Adjusted EBITDA is a supplemental performance measure that is not required by, or presented in accordance with, generally accepted accounting principles, or GAAP. Adjusted EBITDA should not be considered as an alternative to net income or any other performance measure derived in accordance with GAAP, or as an alternative to cash flows from operating activities or a measure of liquidity or profitability. Adjusted EBITDA has limitations as an analytical tool, and should not be considered in isolation, or as a substitute for any of the results as reported under GAAP. Some of these limitations are:

  • Adjusted EBITDA does not reflect cash expenditures or the impact of certain cash clauses that the Company considers not to be an indication of ongoing operations;
  • Adjusted EBITDA does not reflect changes in, or cash requirements for, working capital requirements;
  • Adjusted EBITDA does not reflect the interest expense, or the cash requirements necessary to service interest or principal payments, on indebtedness;
  • Although depreciation and amortization are non-cash charges, the assets being depreciated and amortized will often have to be replaced in the future, and Adjusted EBITDA does not reflect cash requirements for such replacements;
  • Stock-based compensation expense is an important element of the Company’s long term incentive compensation program, although the Company has excluded it as an expense when evaluating our operating performance; and
  • Other companies, including other companies in the same industry, may calculate these measures differently, limiting their usefulness as a comparative measure.

About Renewable Energy Group

Renewable Energy Group, Inc., (Nasdaq: REGI) is leading the energy industry’s transition to sustainability by transforming renewable resources into high-quality, cleaner fuels.
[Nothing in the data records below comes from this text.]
//! Hydrostatic air pressure from site elevation
//!
//! Standard-atmosphere integration of the hydrostatic equation: exponential
//! decay for an isothermal column, the barometric power law otherwise.

use super::{GRAVITY, MOL_AIR, RGAS, SEA_LEVEL, STD_AIRTMP, STD_LAPSE};
use serde::{Deserialize, Serialize};
use thiserror::Error;

/// Pressure that cannot be computed for a site
#[derive(Debug, Clone, Copy, PartialEq, Error)]
pub enum PressureError {
    /// Elevation is negative or not finite.
    #[error("elevation must be finite and non-negative, got {0} m")]
    InvalidElevation(f64),

    /// The temperature at the site height would be at or below absolute zero.
    #[error("temperature ratio at site height is not positive ({0})")]
    NonPositiveBase(f64),

    #[error("computed pressure is not physical ({0} Pa)")]
    NonPhysical(f64),
}

/// Air pressure at height `elevation_km` above the reference level.
///
/// `lapse_rate` is in K/km; a zero lapse rate selects the isothermal form.
///
/// # Errors
///
/// Returns [`PressureError`] when the elevation is negative or non-finite,
/// when the lapse rate drives the temperature below zero kelvin before the
/// site height, or when the result is not a finite positive pressure.
pub fn hydrostatic_pressure(
    sea_level_pressure: f64,
    standard_temperature: f64,
    lapse_rate: f64,
    elevation_km: f64,
    gravity: f64,
    molar_mass: f64,
) -> Result<f64, PressureError> {
    if !elevation_km.is_finite() || elevation_km < 0.0 {
        return Err(PressureError::InvalidElevation(elevation_km * 1.0e3));
    }

    let factor = if lapse_rate == 0.0 {
        (-gravity * molar_mass * elevation_km * 1.0e3 / (RGAS * standard_temperature)).exp()
    } else {
        let base = standard_temperature / (standard_temperature + lapse_rate * elevation_km);
        if base.is_nan() || base <= 0.0 {
            return Err(PressureError::NonPositiveBase(base));
        }
        base.powf(gravity * molar_mass / (RGAS * lapse_rate) * 1.0e3)
    };

    let pressure = sea_level_pressure * factor;
    if !pressure.is_finite() || pressure <= 0.0 {
        return Err(PressureError::NonPhysical(pressure));
    }
    Ok(pressure)
}

/// Reference atmosphere used to turn elevation into pressure
#[derive(Debug, Clone, Copy, PartialEq, Serialize, Deserialize)]
#[serde(default)]
pub struct ReferenceAtmosphere {
    /// Pressure at the reference level (Pa)
    pub sea_level_pressure: f64,
    /// Temperature at the reference level (K)
    pub standard_temperature: f64,
    /// Temperature change with height (K/km)
    pub lapse_rate: f64,
    /// Gravitational acceleration (m/s²)
    pub gravity: f64,
    /// Molar mass of air (kg/kmol)
    pub molar_mass: f64,
}

impl ReferenceAtmosphere {
    /// US standard atmosphere
    pub const STANDARD: ReferenceAtmosphere = ReferenceAtmosphere {
        sea_level_pressure: SEA_LEVEL,
        standard_temperature: STD_AIRTMP,
        lapse_rate: STD_LAPSE,
        gravity: GRAVITY,
        molar_mass: MOL_AIR,
    };

    /// Pressure at a site elevation given in metres.
    ///
    /// # Errors
    ///
    /// See [`hydrostatic_pressure`].
    pub fn pressure_at(&self, elevation_m: f64) -> Result<f64, PressureError> {
        if !elevation_m.is_finite() || elevation_m < 0.0 {
            return Err(PressureError::InvalidElevation(elevation_m));
        }
        hydrostatic_pressure(
            self.sea_level_pressure,
            self.standard_temperature,
            self.lapse_rate,
            elevation_m / 1000.0,
            self.gravity,
            self.molar_mass,
        )
    }
}

impl Default for ReferenceAtmosphere {
    fn default() -> Self {
        Self::STANDARD
    }
}

/// Standard-atmosphere pressure (Pa) at a site elevation in metres.
///
/// # Errors
///
/// See [`hydrostatic_pressure`].
pub fn site_pressure(elevation_m: f64) -> Result<f64, PressureError> {
    ReferenceAtmosphere::STANDARD.pressure_at(elevation_m)
}

#[cfg(test)]
mod tests {
    use super::*;
    use approx::assert_relative_eq;

    #[test]
    fn test_sea_level_is_exact() {
        assert_eq!(site_pressure(0.0).unwrap(), SEA_LEVEL);
    }

    #[test]
    fn test_known_elevations() {
        assert_relative_eq!(site_pressure(1000.0).unwrap(), 89_868.54, max_relative = 1e-6);
        assert_relative_eq!(site_pressure(5000.0).unwrap(), 54_000.90, max_relative = 1e-6);
        assert!(site_pressure(5000.0).unwrap() < site_pressure(1000.0).unwrap());
    }

    #[test]
    fn test_isothermal_branch() {
        let atmosphere = ReferenceAtmosphere {
            lapse_rate: 0.0,
            ..ReferenceAtmosphere::STANDARD
        };
        let scale_height = RGAS * STD_AIRTMP / (GRAVITY * MOL_AIR);
        let pressure = atmosphere.pressure_at(scale_height).unwrap();
        assert_relative_eq!(pressure, SEA_LEVEL / std::f64::consts::E, max_relative = 1e-9);
    }

    #[test]
    fn test_rejects_bad_elevation() {
        assert_eq!(site_pressure(-1.0), Err(PressureError::InvalidElevation(-1.0)));
        assert!(matches!(
            site_pressure(f64::NAN),
            Err(PressureError::InvalidElevation(_))
        ));
        assert!(site_pressure(f64::INFINITY).is_err());
    }

    #[test]
    fn test_rejects_height_above_lapse_limit() {
        // 288 K / 6.5 K/km puts absolute zero at ~44.3 km
        assert!(matches!(
            site_pressure(50_000.0),
            Err(PressureError::NonPositiveBase(_))
        ));
    }
}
REG is an international producer of cleaner fuels and North America’s largest producer of biodiesel. REG solutions are alternatives for petroleum diesel and produce significantly lower carbon emissions. REG utilizes an integrated procurement, distribution and logistics network to operate 13 biorefineries in the U.S. and Europe. In 2019, REG produced 495 million gallons of cleaner fuel delivering 3.7 million metric tons of carbon reduction. REG is meeting the growing global demand for lower-carbon fuels and leading the way to a more sustainable future.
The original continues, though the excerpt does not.